The 2021 NSW Production Touring Car season kicked off with the Night Blast at Sydney Motorsport Park on Saturday. The short-fire meeting featured a 15-minute qualifying session, followed by three sprint races over the same duration.
Many took up the option of the new open tyre rule for 2021 using Yokohamas, Hankooks, Nankangs etc while some chose the MRF as a shakedown to the Bathurst 6 Hour.
Whilst it was not a round of the state championship, the event did count for the club pointscore. Duane West (X), Jason Miller (A1), Daniel Oosthuizen (A2), Tony Virag (B2), Chris Sutton (C), and Edan Thornburrow (D) were the class winners.
In the outright contest, Oosthuizen and his HSV R8 Clubsport were the winners, triumphing in a thrilling last race over West in his supercharged HSV GTS. Both had victories in the lead up races and were never more than a car length apart.

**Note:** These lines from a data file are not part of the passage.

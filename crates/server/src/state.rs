use std::sync::Arc;

use gatehouse_core::{Authenticator, Config, IssuanceService, SanitizedConfig};

/// Shared application state
pub struct AppState {
    config: Config,
    authenticator: Arc<dyn Authenticator>,
    service: Arc<IssuanceService>,
}

impl AppState {
    pub fn new(
        config: Config,
        authenticator: Arc<dyn Authenticator>,
        service: Arc<IssuanceService>,
    ) -> Self {
        Self {
            config,
            authenticator,
            service,
        }
    }

    pub fn sanitized_config(&self) -> SanitizedConfig {
        SanitizedConfig::from(&self.config)
    }

    pub fn authenticator(&self) -> &dyn Authenticator {
        self.authenticator.as_ref()
    }

    pub fn service(&self) -> &IssuanceService {
        self.service.as_ref()
    }
}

In their wake, Matt Holt (Clubsport) was third, at the head of a race-long scrap that involved Virag (Holden Commodore SSV), Dimitri Agathos (A1 Subaru Impreza WRX STi) and Miller (Mitsubishi EVO 9). Fourth ultimately went to Agathos from Virag and Miller before Virag was relegated a spot with a five-second penalty.
Cary Morsink (A2 HSV GTO Coupe) carded with two eighths and seventh, Dylan Thomas (in Anthony Soole’s Class X BMW M4) had two eighths and a ninth, and Dean Campbell (A1 EVO X) in his second outing in the category, scored a 10th, an 11th and eighth in the last.
Jimmy Vernon (EVO X) was testing only and started race one from pitlane. He made his way to 15th before packing up. In Class C Sutton’s nearest rival was Soole in races one and two, driving the Chris Reeve VW Scirocco R, but was a non-starter in the third.
Class D produced good competition where Michael Sherwell (Toyota 86) was second to Thornburrow in race one as Ollie Shannon (Toyota 86) and Michael Ferns (VW Polo GTi) were two seconds apart in their battle for third. Unfortunately, the latter pair were first lap casualties of race two which was later to finish behind the safety car after Adam Brew’s Audi TT lunched its engine at turn two.